======== Input data ========

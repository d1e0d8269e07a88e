//! The lunar tableau: ground, sky, figures and the nodes the animator drives.
//!
//! A [`Scene`] is plain data. It knows nothing about windows or GPUs; the
//! renderer reads it between ticks and the [`Animator`](crate::animator::Animator)
//! writes to it during ticks.

pub mod graph;
pub mod material;
pub mod models;
pub mod particles;

use glam::Vec3;
use rand::rngs::StdRng;
use rand::{Rng, SeedableRng};
use std::f32::consts::FRAC_PI_2;

use crate::animator::{orbit_pose, Rig};
use crate::config::SceneConfig;
use crate::mesh::{MeshData, MeshKey};
use crate::terrain::VertexGrid;

pub use graph::{NodeId, SceneGraph, Transform};
pub use material::{Material, Shading};
pub use particles::LightParticles;

const STAR_SEGMENTS: u32 = 6;

/// A renderable piece attached to a scene node.
#[derive(Clone, Copy, Debug, PartialEq)]
pub struct Part {
    pub node: NodeId,
    pub mesh: MeshKey,
    /// Placement relative to the node.
    pub local: Transform,
    pub material: Material,
}

/// Everything that makes up the scene.
#[derive(Clone, Debug)]
pub struct Scene {
    graph: SceneGraph,
    parts: Vec<Part>,
    terrain: VertexGrid,
    particles: LightParticles,
    rig: Rig,
}

impl Scene {
    /// An empty scene with a flat 1×1 ground and no actors.
    pub fn empty() -> Self {
        Self {
            graph: SceneGraph::new(),
            parts: Vec::new(),
            terrain: VertexGrid::plane(1.0, 1.0, 1, 1),
            particles: LightParticles::default(),
            rig: Rig::default(),
        }
    }

    /// Build the scene described by `config`, seeding placement and terrain
    /// noise from `config.seed` (or OS entropy when unset).
    pub fn from_config(config: &SceneConfig) -> Self {
        let mut rng = match config.seed {
            Some(seed) => StdRng::seed_from_u64(seed),
            None => StdRng::from_entropy(),
        };
        Self::build(config, &mut rng)
    }

    /// Build the scene described by `config` using `rng` for every random
    /// choice.
    pub fn build<R: Rng + ?Sized>(config: &SceneConfig, rng: &mut R) -> Self {
        let mut scene = Self::empty();

        // Ground: grid z becomes world up once the node is tipped back.
        let tc = &config.terrain;
        let mut terrain = VertexGrid::plane(tc.size, tc.size, tc.segments, tc.segments);
        terrain.displace(&tc.craters, rng);
        let (lowest, highest) = terrain.height_range();
        log::debug!(
            "Terrain: {} vertices, {} craters, height {:.2}..{:.2}",
            terrain.vertex_count(),
            tc.craters.len(),
            lowest,
            highest
        );
        scene.terrain = terrain;
        let ground = scene.add_node(
            None,
            "ground",
            Transform::IDENTITY.with_rotation(Vec3::new(-FRAC_PI_2, 0.0, 0.0)),
        );
        scene.add_part(ground, MeshKey::Terrain, Transform::IDENTITY, Material::lit(tc.color, 1.0));

        // Sky
        let sc = &config.stars;
        let stars = scene.add_node(None, "stars", Transform::IDENTITY);
        let star_mesh = MeshKey::Sphere {
            width_segments: STAR_SEGMENTS,
            height_segments: STAR_SEGMENTS,
        };
        for position in particles::scatter_stars(sc.count as usize, sc.spread, sc.height, rng) {
            let local = Transform::from_position(position).with_scale(Vec3::splat(sc.radius));
            scene.add_part(stars, star_mesh, local, Material::unlit(0xffffff));
        }

        let pc = &config.particles;
        scene.particles = LightParticles::spawn(pc.count as usize, pc.spread, rng);

        // Mortar, and the rabbit pounding mochi in it
        models::usu(&mut scene, None, "usu", Transform::IDENTITY);

        let mut pounder_pose = Transform::from_xyz(1.5, 5.0, 3.5);
        pounder_pose.look_at(Vec3::new(0.0, 5.0, 0.0));
        let pounder = models::rabbit(&mut scene, None, "mochi_rabbit", pounder_pose);

        let pivot = scene.add_node(Some(pounder), "kine_pivot", Transform::from_xyz(0.6, 0.4, 1.0));
        models::kine(&mut scene, Some(pivot), "kine", models::kine_rest_pose());

        // Ring of rabbits, in their time-zero pose
        let oc = &config.orbit;
        let count = oc.count as usize;
        let orbiters = (0..count)
            .map(|i| {
                let start = orbit_pose(0.0, i, count, oc.radius);
                let pose = Transform::from_position(start.position).with_rotation(Vec3::new(0.0, start.yaw, 0.0));
                models::rabbit(&mut scene, None, &format!("orbit_rabbit_{}", i), pose)
            })
            .collect();

        scene.rig = Rig {
            pestle_pivot: Some(pivot),
            pounder: Some(pounder),
            orbiters,
            orbit_radius: oc.radius,
        };

        log::info!(
            "Scene built: {} nodes, {} parts, {} light particles",
            scene.graph.len(),
            scene.parts.len(),
            scene.particles.len()
        );

        scene
    }

    /// Add a node, as a root when `parent` is `None`.
    pub fn add_node(&mut self, parent: Option<NodeId>, name: &str, transform: Transform) -> NodeId {
        match parent {
            Some(parent) => self.graph.add_child(parent, name, transform),
            None => self.graph.add_root(name, transform),
        }
    }

    pub fn add_part(&mut self, node: NodeId, mesh: MeshKey, local: Transform, material: Material) {
        self.parts.push(Part {
            node,
            mesh,
            local,
            material,
        });
    }

    pub fn graph(&self) -> &SceneGraph {
        &self.graph
    }

    pub fn graph_mut(&mut self) -> &mut SceneGraph {
        &mut self.graph
    }

    pub fn parts(&self) -> &[Part] {
        &self.parts
    }

    pub fn terrain(&self) -> &VertexGrid {
        &self.terrain
    }

    pub fn particles(&self) -> &LightParticles {
        &self.particles
    }

    pub fn rig(&self) -> &Rig {
        &self.rig
    }

    /// Split borrow for the animator: the rig is read while the graph and
    /// particles are written.
    pub(crate) fn animation_targets(&mut self) -> (&Rig, &mut SceneGraph, &mut LightParticles) {
        (&self.rig, &mut self.graph, &mut self.particles)
    }

    /// Distinct meshes referenced by the parts, in a stable order.
    pub fn mesh_keys(&self) -> Vec<MeshKey> {
        let mut keys: Vec<MeshKey> = self.parts.iter().map(|p| p.mesh).collect();
        keys.sort();
        keys.dedup();
        keys
    }

    /// Geometry for a mesh key.
    pub fn mesh_data(&self, key: MeshKey) -> MeshData {
        key.build_primitive().unwrap_or_else(|| self.terrain.to_mesh())
    }
}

========

__Directions__
In full and without alteration, return every line above.

__Answer area__
repository d1e0d8269e07a88e
//! The lunar tableau: ground, sky, figures and the nodes the animator drives.
//!
//! A [`Scene`] is plain data. It knows nothing about windows or GPUs; the
//! renderer reads it between ticks and the [`Animator`](crate::animator::Animator)
//! writes to it during ticks.

pub mod graph;
pub mod material;
pub mod models;
pub mod particles;

use glam::Vec3;
use rand::rngs::StdRng;
use rand::{Rng, SeedableRng};
use std::f32::consts::FRAC_PI_2;

use crate::animator::{orbit_pose, Rig};
use crate::config::SceneConfig;
use crate::mesh::{MeshData, MeshKey};
use crate::terrain::VertexGrid;

pub use graph::{NodeId, SceneGraph, Transform};
pub use material::{Material, Shading};
pub use particles::LightParticles;

const STAR_SEGMENTS: u32 = 6;

/// A renderable piece attached to a scene node.
#[derive(Clone, Copy, Debug, PartialEq)]
pub struct Part {
    pub node: NodeId,
    pub mesh: MeshKey,
    /// Placement relative to the node.
    pub local: Transform,
    pub material: Material,
}

/// Everything that makes up the scene.
#[derive(Clone, Debug)]
pub struct Scene {
    graph: SceneGraph,
    parts: Vec<Part>,
    terrain: VertexGrid,
    particles: LightParticles,
    rig: Rig,
}

impl Scene {
    /// An empty scene with a flat 1×1 ground and no actors.
    pub fn empty() -> Self {
        Self {
            graph: SceneGraph::new(),
            parts: Vec::new(),
            terrain: VertexGrid::plane(1.0, 1.0, 1, 1),
            particles: LightParticles::default(),
            rig: Rig::default(),
        }
    }

    /// Build the scene described by `config`, seeding placement and terrain
    /// noise from `config.seed` (or OS entropy when unset).
    pub fn from_config(config: &SceneConfig) -> Self {
        let mut rng = match config.seed {
            Some(seed) => StdRng::seed_from_u64(seed),
            None => StdRng::from_entropy(),
        };
        Self::build(config, &mut rng)
    }

    /// Build the scene described by `config` using `rng` for every random
    /// choice.
    pub fn build<R: Rng + ?Sized>(config: &SceneConfig, rng: &mut R) -> Self {
        let mut scene = Self::empty();

        // Ground: grid z becomes world up once the node is tipped back.
        let tc = &config.terrain;
        let mut terrain = VertexGrid::plane(tc.size, tc.size, tc.segments, tc.segments);
        terrain.displace(&tc.craters, rng);
        let (lowest, highest) = terrain.height_range();
        log::debug!(
            "Terrain: {} vertices, {} craters, height {:.2}..{:.2}",
            terrain.vertex_count(),
            tc.craters.len(),
            lowest,
            highest
        );
        scene.terrain = terrain;
        let ground = scene.add_node(
            None,
            "ground",
            Transform::IDENTITY.with_rotation(Vec3::new(-FRAC_PI_2, 0.0, 0.0)),
        );
        scene.add_part(ground, MeshKey::Terrain, Transform::IDENTITY, Material::lit(tc.color, 1.0));

        // Sky
        let sc = &config.stars;
        let stars = scene.add_node(None, "stars", Transform::IDENTITY);
        let star_mesh = MeshKey::Sphere {
            width_segments: STAR_SEGMENTS,
            height_segments: STAR_SEGMENTS,
        };
        for position in particles::scatter_stars(sc.count as usize, sc.spread, sc.height, rng) {
            let local = Transform::from_position(position).with_scale(Vec3::splat(sc.radius));
            scene.add_part(stars, star_mesh, local, Material::unlit(0xffffff));
        }

        let pc = &config.particles;
        scene.particles = LightParticles::spawn(pc.count as usize, pc.spread, rng);

        // Mortar, and the rabbit pounding mochi in it
        models::usu(&mut scene, None, "usu", Transform::IDENTITY);

        let mut pounder_pose = Transform::from_xyz(1.5, 5.0, 3.5);
        pounder_pose.look_at(Vec3::new(0.0, 5.0, 0.0));
        let pounder = models::rabbit(&mut scene, None, "mochi_rabbit", pounder_pose);

        let pivot = scene.add_node(Some(pounder), "kine_pivot", Transform::from_xyz(0.6, 0.4, 1.0));
        models::kine(&mut scene, Some(pivot), "kine", models::kine_rest_pose());

        // Ring of rabbits, in their time-zero pose
        let oc = &config.orbit;
        let count = oc.count as usize;
        let orbiters = (0..count)
            .map(|i| {
                let start = orbit_pose(0.0, i, count, oc.radius);
                let pose = Transform::from_position(start.position).with_rotation(Vec3::new(0.0, start.yaw, 0.0));
                models::rabbit(&mut scene, None, &format!("orbit_rabbit_{}", i), pose)
            })
            .collect();

        scene.rig = Rig {
            pestle_pivot: Some(pivot),
            pounder: Some(pounder),
            orbiters,
            orbit_radius: oc.radius,
        };

        log::info!(
            "Scene built: {} nodes, {} parts, {} light particles",
            scene.graph.len(),
            scene.parts.len(),
            scene.particles.len()
        );

        scene
    }

    /// Add a node, as a root when `parent` is `None`.
    pub fn add_node(&mut self, parent: Option<NodeId>, name: &str, transform: Transform) -> NodeId {
        match parent {
            Some(parent) => self.graph.add_child(parent, name, transform),
            None => self.graph.add_root(name, transform),
        }
    }

    pub fn add_part(&mut self, node: NodeId, mesh: MeshKey, local: Transform, material: Material) {
        self.parts.push(Part {
            node,
            mesh,
            local,
            material,
        });
    }

    pub fn graph(&self) -> &SceneGraph {
        &self.graph
    }

    pub fn graph_mut(&mut self) -> &mut SceneGraph {
        &mut self.graph
    }

    pub fn parts(&self) -> &[Part] {
        &self.parts
    }

    pub fn terrain(&self) -> &VertexGrid {
        &self.terrain
    }

    pub fn particles(&self) -> &LightParticles {
        &self.particles
    }

    pub fn rig(&self) -> &Rig {
        &self.rig
    }

    /// Split borrow for the animator: the rig is read while the graph and
    /// particles are written.
    pub(crate) fn animation_targets(&mut self) -> (&Rig, &mut SceneGraph, &mut LightParticles) {
        (&self.rig, &mut self.graph, &mut self.particles)
    }

    /// Distinct meshes referenced by the parts, in a stable order.
    pub fn mesh_keys(&self) -> Vec<MeshKey> {
        let mut keys: Vec<MeshKey> = self.parts.iter().map(|p| p.mesh).collect();
        keys.sort();
        keys.dedup();
        keys
    }

    /// Geometry for a mesh key.
    pub fn mesh_data(&self, key: MeshKey) -> MeshData {
        key.build_primitive().unwrap_or_else(|| self.terrain.to_mesh())
    }
}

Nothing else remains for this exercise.